We complete our analysis of the general budgeting problem in the mixed economy with a discussion of “optimal” finance. We focus on a particular constituency (which we assume must be self-sufficient) and ask how it should best collect money to finance its operations. In principle, the issues here involve both optimal pricing of publicly provided excludable goods and optimal taxation to pay for unfunded costs of providing nonexcludable goods. Although the first of these problems is not of major importance in the U.S. economy, it is worth our attention for several reasons. First, it does play an important role in budgeting for some of the European socialist democracies.
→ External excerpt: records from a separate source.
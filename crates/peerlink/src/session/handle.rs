//! Actor front-end for a spawned orchestrator

use super::orchestrator::Orchestrator;
use crate::call::CallState;
use crate::channels::Message;
use crate::event::PeerId;
use crate::signaling::LocalIdentity;
use crate::{Error, Result};
use tokio::sync::{mpsc, oneshot};
use tokio::task::JoinHandle;
use tracing::{debug, error, info};

const COMMAND_QUEUE_DEPTH: usize = 32;

/// Presentation-relevant state at one point in time
#[derive(Debug, Clone)]
pub struct Snapshot {
    /// Local identity, once assigned
    pub identity: Option<LocalIdentity>,
    /// State of the live or last call
    pub call_state: CallState,
    /// Remote peer of the current session
    pub session: Option<PeerId>,
    /// Whether messages can be sent
    pub channel_open: bool,
    /// Message log in observed order
    pub messages: Vec<Message>,
}

enum Command {
    StartSession {
        remote: String,
        reply: oneshot::Sender<Result<()>>,
    },
    SendMessage {
        text: String,
        reply: oneshot::Sender<Result<Message>>,
    },
    EndSession {
        reply: oneshot::Sender<()>,
    },
    ConfirmIncomingCall {
        accept: bool,
        reply: oneshot::Sender<Result<()>>,
    },
    Snapshot {
        reply: oneshot::Sender<Snapshot>,
    },
}

/// Cloneable handle to an orchestrator running in its own task
///
/// The task ends, tearing the session down, once every handle is dropped.
#[derive(Debug, Clone)]
pub struct OrchestratorHandle {
    tx: mpsc::Sender<Command>,
}

impl OrchestratorHandle {
    /// See [`Orchestrator::start_session`]
    pub async fn start_session(&self, remote: impl Into<String>) -> Result<()> {
        let remote = remote.into();
        self.request(|reply| Command::StartSession { remote, reply })
            .await?
    }

    /// See [`Orchestrator::send_message`]
    pub async fn send_message(&self, text: impl Into<String>) -> Result<Message> {
        let text = text.into();
        self.request(|reply| Command::SendMessage { text, reply })
            .await?
    }

    /// See [`Orchestrator::end_session`]
    pub async fn end_session(&self) -> Result<()> {
        self.request(|reply| Command::EndSession { reply }).await
    }

    /// See [`Orchestrator::confirm_incoming_call`]
    pub async fn confirm_incoming_call(&self, accept: bool) -> Result<()> {
        self.request(|reply| Command::ConfirmIncomingCall { accept, reply })
            .await?
    }

    /// Current state of the orchestrator
    pub async fn snapshot(&self) -> Result<Snapshot> {
        self.request(|reply| Command::Snapshot { reply }).await
    }

    /// Whether the orchestrator task has stopped
    pub fn is_closed(&self) -> bool {
        self.tx.is_closed()
    }

    async fn request<T>(&self, command: impl FnOnce(oneshot::Sender<T>) -> Command) -> Result<T> {
        let (reply, rx) = oneshot::channel();
        self.tx
            .send(command(reply))
            .await
            .map_err(|_| Error::Shutdown)?;
        rx.await.map_err(|_| Error::Shutdown)
    }
}

impl Orchestrator {
    /// Run the orchestrator as a task and return a handle to it
    ///
    /// Registration is requested first if [`Orchestrator::start`] was not
    /// called yet.
    pub fn spawn(self) -> OrchestratorHandle {
        self.spawn_with_join().0
    }

    /// Like [`Orchestrator::spawn`], also returning the task's join handle
    pub fn spawn_with_join(self) -> (OrchestratorHandle, JoinHandle<()>) {
        let (tx, rx) = mpsc::channel(COMMAND_QUEUE_DEPTH);
        let task = tokio::spawn(self.run(rx));
        (OrchestratorHandle { tx }, task)
    }

    async fn run(mut self, mut commands: mpsc::Receiver<Command>) {
        if let Err(e) = self.start().await {
            error!("Identity registration failed: {}", e);
        }
        info!("Orchestrator task running");

        loop {
            tokio::select! {
                command = commands.recv() => {
                    match command {
                        Some(command) => self.execute(command).await,
                        None => {
                            debug!("All orchestrator handles dropped");
                            break;
                        }
                    }
                }
                event = self.inbound.recv() => {
                    match event {
                        Some(event) => self.handle_event(event).await,
                        None => break,
                    }
                }
            }
        }

        self.end_session().await;
        info!("Orchestrator task stopped");
    }

    async fn execute(&mut self, command: Command) {
        match command {
            Command::StartSession { remote, reply } => {
                let _ = reply.send(self.start_session(&remote).await);
            }
            Command::SendMessage { text, reply } => {
                let _ = reply.send(self.send_message(&text).await);
            }
            Command::EndSession { reply } => {
                self.end_session().await;
                let _ = reply.send(());
            }
            Command::ConfirmIncomingCall { accept, reply } => {
                let _ = reply.send(self.confirm_incoming_call(accept).await);
            }
            Command::Snapshot { reply } => {
                let _ = reply.send(self.snapshot());
            }
        }
    }
}

#[cfg(test)]
mod tests {
    use super::*;
    use crate::config::OrchestratorConfig;
    use crate::testing::{RecordingTransport, ScriptedCapture, TransportRequest};
    use std::sync::Arc;
    use std::time::Duration;

    #[tokio::test]
    async fn test_handle_drives_orchestrator() {
        let transport = Arc::new(RecordingTransport::new());
        let (orch, _rx) = Orchestrator::new(
            OrchestratorConfig::default(),
            transport.clone(),
            Arc::new(ScriptedCapture::new()),
        )
        .unwrap();
        let handle = orch.spawn();

        assert!(matches!(
            handle.start_session("xyz789").await,
            Err(Error::IdentityNotReady)
        ));

        assert!(transport.open("abc123"));
        let mut identity = None;
        for _ in 0..50 {
            identity = handle.snapshot().await.unwrap().identity;
            if identity.is_some() {
                break;
            }
            tokio::time::sleep(Duration::from_millis(5)).await;
        }
        assert_eq!(identity.unwrap().as_str(), "abc123");

        handle.start_session("xyz789").await.unwrap();
        let snapshot = handle.snapshot().await.unwrap();
        assert_eq!(snapshot.session.as_deref(), Some("xyz789"));
        assert!(!snapshot.channel_open);
        assert!(matches!(
            handle.send_message("hi").await,
            Err(Error::NotConnected)
        ));
        assert!(matches!(
            handle.confirm_incoming_call(true).await,
            Err(Error::NoPendingCall)
        ));
        assert_eq!(
            transport.count(|r| matches!(r, TransportRequest::Connect { remote } if remote == "xyz789")),
            1
        );
    }

    #[tokio::test]
    async fn test_dropping_handles_tears_down() {
        let transport = Arc::new(RecordingTransport::new());
        let (orch, _rx) = Orchestrator::new(
            OrchestratorConfig::default(),
            transport.clone(),
            Arc::new(ScriptedCapture::new()),
        )
        .unwrap();
        let (handle, task) = orch.spawn_with_join();

        // Registration has happened once the task answers
        handle.snapshot().await.unwrap();
        assert!(transport.open("abc123"));
        let mut started = false;
        for _ in 0..50 {
            if handle.start_session("xyz789").await.is_ok() {
                started = true;
                break;
            }
            tokio::time::sleep(Duration::from_millis(5)).await;
        }
        assert!(started);

        let second = handle.clone();
        drop(handle);
        second.end_session().await.unwrap();
        drop(second);

        tokio::time::timeout(Duration::from_secs(1), task)
            .await
            .unwrap()
            .unwrap();
        assert_eq!(
            transport.count(|r| matches!(r, TransportRequest::CloseChannel { .. })),
            1
        );
    }
}
//! # DOS 与能带图表生成
//!
//! 使用 `plotters` 库绘制态密度曲线和高对称路径能带。
//!
//! ## 功能
//! - DOS 曲线，能隙区间以阴影标出
//! - 能带图，高对称点处画竖线
//! - 支持 PNG 和 SVG 输出（按扩展名或 `use_svg` 选择）
//!
//! ## 依赖关系
//! - 被 `commands/dos.rs`, `commands/bands.rs`, `commands/plot.rs` 调用
//! - 使用 `dos/gaps.rs` 的 Gap
//! - 使用 `plotters` 渲染图表

use crate::dos::{DosSamples, Gap};
use crate::error::{Result, TetraDosError};
use crate::physics::kpath::BandPath;
use crate::physics::NUM_BANDS;

use plotters::coord::Shift;
use plotters::prelude::*;
use std::path::Path;

fn plot_error<E: std::fmt::Debug>(e: E) -> TetraDosError {
    TetraDosError::PlotError(format!("{:?}", e))
}

/// 根据扩展名判断是否输出 SVG
pub fn is_svg_path(path: &Path) -> bool {
    path.extension()
        .and_then(|ext| ext.to_str())
        .map(|ext| ext.eq_ignore_ascii_case("svg"))
        .unwrap_or(false)
}

/// 数据范围，两端各留 `pad` 比例的空白；退化区间展开为 ±0.5
fn padded_range(lo: f64, hi: f64, pad: f64) -> (f64, f64) {
    if hi <= lo {
        return (lo - 0.5, lo + 0.5);
    }
    let margin = (hi - lo) * pad;
    (lo - margin, hi + margin)
}

/// 生成 DOS 图表
pub fn generate_dos_plot(
    samples: &DosSamples,
    gaps: &[Gap],
    output_path: &Path,
    title: &str,
    width: u32,
    height: u32,
    use_svg: bool,
) -> Result<()> {
    if use_svg {
        let root = SVGBackend::new(output_path, (width, height)).into_drawing_area();
        draw_dos_chart(&root, samples, gaps, title)?;
        root.present().map_err(plot_error)?;
    } else {
        let root = BitMapBackend::new(output_path, (width, height)).into_drawing_area();
        draw_dos_chart(&root, samples, gaps, title)?;
        root.present().map_err(plot_error)?;
    }
    Ok(())
}

/// 绘制 DOS 曲线
fn draw_dos_chart<DB: DrawingBackend>(
    root: &DrawingArea<DB, Shift>,
    samples: &DosSamples,
    gaps: &[Gap],
    title: &str,
) -> Result<()>
where
    DB::ErrorType: 'static,
{
    root.fill(&WHITE).map_err(plot_error)?;

    let e_lo = samples.energies.first().copied().unwrap_or(-1.0);
    let e_hi = samples.energies.last().copied().unwrap_or(1.0);
    let (x_min, x_max) = padded_range(e_lo, e_hi, 0.02);

    let d_max = samples.peak().map(|(_, d)| d).unwrap_or(0.0);
    let y_max = if d_max > 0.0 { d_max * 1.1 } else { 1.0 };

    let mut chart = ChartBuilder::on(root)
        .caption(title, ("sans-serif", 28).into_font())
        .margin(30)
        .x_label_area_size(50)
        .y_label_area_size(70)
        .build_cartesian_2d(x_min..x_max, 0.0..y_max)
        .map_err(plot_error)?;

    chart
        .configure_mesh()
        .x_desc("E")
        .y_desc("DOS (states / energy)")
        .x_label_style(("sans-serif", 16))
        .y_label_style(("sans-serif", 16))
        .axis_desc_style(("sans-serif", 18))
        .draw()
        .map_err(plot_error)?;

    // 能隙阴影
    let gap_color = RGBColor(204, 51, 51).mix(0.15);
    chart
        .draw_series(
            gaps.iter()
                .map(|gap| Rectangle::new([(gap.start, 0.0), (gap.stop, y_max)], gap_color.filled())),
        )
        .map_err(plot_error)?;

    let fill_color = RGBColor(0, 102, 204).mix(0.2);
    chart
        .draw_series(AreaSeries::new(samples.iter(), 0.0, fill_color))
        .map_err(plot_error)?;

    let line_color = RGBColor(0, 102, 204);
    chart
        .draw_series(LineSeries::new(samples.iter(), line_color.stroke_width(2)))
        .map_err(plot_error)?;

    Ok(())
}

/// 生成能带图表
pub fn generate_band_plot(
    path_data: &BandPath,
    output_path: &Path,
    title: &str,
    width: u32,
    height: u32,
    use_svg: bool,
) -> Result<()> {
    if use_svg {
        let root = SVGBackend::new(output_path, (width, height)).into_drawing_area();
        draw_band_chart(&root, path_data, title)?;
        root.present().map_err(plot_error)?;
    } else {
        let root = BitMapBackend::new(output_path, (width, height)).into_drawing_area();
        draw_band_chart(&root, path_data, title)?;
        root.present().map_err(plot_error)?;
    }
    Ok(())
}

/// 绘制能带
fn draw_band_chart<DB: DrawingBackend>(
    root: &DrawingArea<DB, Shift>,
    path_data: &BandPath,
    title: &str,
) -> Result<()>
where
    DB::ErrorType: 'static,
{
    root.fill(&WHITE).map_err(plot_error)?;

    let x_max = path_data.points.last().map(|p| p.distance).unwrap_or(1.0);
    let x_max = if x_max > 0.0 { x_max } else { 1.0 };

    let (e_lo, e_hi) = path_data
        .points
        .iter()
        .flat_map(|p| p.energies.iter().copied())
        .fold((f64::INFINITY, f64::NEG_INFINITY), |(lo, hi), e| {
            (lo.min(e), hi.max(e))
        });
    let (y_min, y_max) = if e_lo.is_finite() && e_hi.is_finite() {
        padded_range(e_lo, e_hi, 0.05)
    } else {
        (-1.0, 1.0)
    };

    let mut chart = ChartBuilder::on(root)
        .caption(title, ("sans-serif", 28).into_font())
        .margin(30)
        .x_label_area_size(50)
        .y_label_area_size(70)
        .build_cartesian_2d(0.0..x_max, y_min..y_max)
        .map_err(plot_error)?;

    // 横轴刻度用高对称点标签代替
    chart
        .configure_mesh()
        .disable_x_mesh()
        .x_labels(0)
        .y_desc("E")
        .y_label_style(("sans-serif", 16))
        .axis_desc_style(("sans-serif", 18))
        .draw()
        .map_err(plot_error)?;

    chart
        .draw_series(path_data.labels.iter().map(|(_, d)| {
            PathElement::new(vec![(*d, y_min), (*d, y_max)], BLACK.mix(0.4).stroke_width(1))
        }))
        .map_err(plot_error)?;

    let label_style = ("sans-serif", 18).into_font().color(&BLACK);
    chart
        .draw_series(
            path_data
                .labels
                .iter()
                .map(|(name, d)| Text::new(name.clone(), (*d, y_min), label_style.clone())),
        )
        .map_err(plot_error)?;

    let palette = [
        RGBColor(0, 102, 204),
        RGBColor(204, 51, 51),
        RGBColor(0, 153, 76),
        RGBColor(153, 76, 204),
    ];
    for band in 0..NUM_BANDS {
        let color = palette[band % palette.len()];
        chart
            .draw_series(LineSeries::new(
                path_data.points.iter().map(|p| (p.distance, p.energies[band])),
                color.stroke_width(2),
            ))
            .map_err(plot_error)?
            .label(format!("band {}", band))
            .legend(move |(x, y)| PathElement::new(vec![(x, y), (x + 20, y)], color));
    }

    chart
        .configure_series_labels()
        .background_style(WHITE.mix(0.8))
        .border_style(BLACK)
        .draw()
        .map_err(plot_error)?;

    Ok(())
}

#[cfg(test)]
mod tests {
    use super::*;

    #[test]
    fn test_is_svg_path() {
        assert!(is_svg_path(Path::new("dos.svg")));
        assert!(is_svg_path(Path::new("out/DOS.SVG")));
        assert!(!is_svg_path(Path::new("dos.png")));
        assert!(!is_svg_path(Path::new("dos")));
    }

    #[test]
    fn test_padded_range() {
        let (lo, hi) = padded_range(-1.0, 1.0, 0.05);
        assert!((lo + 1.1).abs() < 1e-12);
        assert!((hi - 1.1).abs() < 1e-12);

        let (lo, hi) = padded_range(2.0, 2.0, 0.05);
        assert!((lo - 1.5).abs() < 1e-12);
        assert!((hi - 2.5).abs() < 1e-12);
    }
}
Second, the “public-pricing” and “optimal-taxation” problems have strikingly similar structure so that each provides insight into the nature of the other. Finally, the public-pricing problem provides a useful transition from “optimal-planning” problems of the type discussed in Chapters 3 and 5 to the type of second-best analysis for the mixed economy that will occupy us in much of the sequel.

Optimal public pricing

We start with the budgeting problem for a very simple government, one that provides only excludable goods and has no taxing powers. “Public” activity involves producing some subset of excludable goods and selling them in such a way as to cover all costs (a constraint that follows from the lack of taxation power). Alternatively, the following model can be applied to the analysis of a government enterprise required by law to balance its budget. Although the second interpretation is more realistic, the first is useful in making comparisons with the “optimal-tax” model to follow.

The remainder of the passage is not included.